BFH: Verwendung des steuerlichen Einlagekontos bei unterjährigen Zugängen

Die Verwendung des steuerlichen Einlagekontos ist ungeachtet unterjähriger Zugänge zum steuerlichen Einlagekonto auf den zum Ende des vorangegangenen Wirtschaftsjahres festgestellten positiven Bestand des Kontos begrenzt.

Sachverhalt

Die Klägerin ist eine GmbH, deren steuerliches Einlagekonto sich zum 31.12.2006 auf 0 Euro belief. Die Alleingesellschafterin der Klägerin legte im Streitjahr 2007 unterjährig Anteile an einer Beteiligungsgesellschaft nebst einem fälligen Dividendenanspruch in die Klägerin ein. Noch am gleichen Tag veräußerte die Klägerin die eingelegten Anteile. Im weiteren Verlauf des Streitjahres tätigte sie eine Ausschüttung sowie eine Vorabausschüttung für das Geschäftsjahr 2007. Bei der gesonderten Feststellung des steuerlichen Einlagekontos zum 31.12.2007 wurden als Zugang die Einlage der Anteile und der Dividendenanspruch ausgewiesen.
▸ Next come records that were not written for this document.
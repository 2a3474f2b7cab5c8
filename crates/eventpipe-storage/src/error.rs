use thiserror::Error;

/// Storage error types
#[derive(Error, Debug)]
pub enum StorageError {
    #[error("connection error: {message}")]
    Connection { message: String },

    #[error("query error: {message}")]
    Query { message: String },

    #[error("transaction error: {message}")]
    Transaction { message: String },

    #[error("serialization error: {source}")]
    Serialization {
        #[from]
        source: serde_json::Error,
    },

    #[error("database error: {source}")]
    Database {
        #[from]
        source: sqlx::Error,
    },
}

impl StorageError {
    /// Create a connection error
    pub fn connection(message: impl Into<String>) -> Self {
        Self::Connection {
            message: message.into(),
        }
    }

    /// Create a query error
    pub fn query(message: impl Into<String>) -> Self {
        Self::Query {
            message: message.into(),
        }
    }

    /// Create a transaction error
    pub fn transaction(message: impl Into<String>) -> Self {
        Self::Transaction {
            message: message.into(),
        }
    }
}

impl From<StorageError> for eventpipe_core::Error {
    fn from(err: StorageError) -> Self {
        eventpipe_core::Error::storage(err.to_string())
    }
}

/// Result type alias for storage operations
pub type Result<T> = std::result::Result<T, StorageError>;

#[cfg(test)]
mod tests {
    use super::*;
    use pretty_assertions::assert_eq;

    #[test]
    fn test_storage_error_display() {
        let actual = StorageError::connection("refused");
        assert_eq!(format!("{actual}"), "connection error: refused");

        let actual = StorageError::transaction("commit failed");
        assert_eq!(format!("{actual}"), "transaction error: commit failed");
    }

    #[test]
    fn test_storage_error_converts_to_core_error() {
        let fixture = StorageError::query("syntax error");
        let actual = eventpipe_core::Error::from(fixture);
        assert!(matches!(actual, eventpipe_core::Error::Storage { .. }));
    }
}
use thiserror::Error;

/// Core error types for the event pipeline
#[derive(Error, Debug)]
pub enum Error {
    #[error("missing required field: {field}")]
    MissingField { field: &'static str },

    #[error("invalid {field} format: {message}")]
    InvalidFormat {
        field: &'static str,
        message: String,
    },

    #[error("processing error: {message}")]
    Processing { message: String },

    #[error("storage error: {message}")]
    Storage { message: String },

    #[error("queue error: {message}")]
    Queue { message: String },

    #[error("serialization error: {source}")]
    Serialization {
        #[from]
        source: serde_json::Error,
    },

    #[error("UUID error: {source}")]
    Uuid {
        #[from]
        source: uuid::Error,
    },
}

impl Error {
    /// Create a missing-field validation error
    pub fn missing_field(field: &'static str) -> Self {
        Self::MissingField { field }
    }

    /// Create a bad-format validation error
    pub fn invalid_format(field: &'static str, message: impl Into<String>) -> Self {
        Self::InvalidFormat {
            field,
            message: message.into(),
        }
    }

    /// Create a new processing error
    pub fn processing(message: impl Into<String>) -> Self {
        Self::Processing {
            message: message.into(),
        }
    }

    /// Create a new storage error
    pub fn storage(message: impl Into<String>) -> Self {
        Self::Storage {
            message: message.into(),
        }
    }

    /// Create a new queue error
    pub fn queue(message: impl Into<String>) -> Self {
        Self::Queue {
            message: message.into(),
        }
    }

    /// Whether this error came out of the validation stage
    pub fn is_validation(&self) -> bool {
        matches!(self, Self::MissingField { .. } | Self::InvalidFormat { .. })
    }
}

/// Result type alias for convenience
pub type Result<T> = std::result::Result<T, Error>;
Das Finanzamt berücksichtigte jedoch die beiden Ausschüttungen nicht als eine Verwendung des Einlagekontos. Einspruch und Klage blieben erfolglos.

Entscheidung

Das FG hat zu Recht die Berücksichtigung der Ausschüttungen als Verwendung des steuerlichen Einlagekontos abgelehnt. Unterjährige Zugänge zum steuerlichen Einlagekonto stehen nicht für Leistungen im gleichen Jahr zur Verfügung.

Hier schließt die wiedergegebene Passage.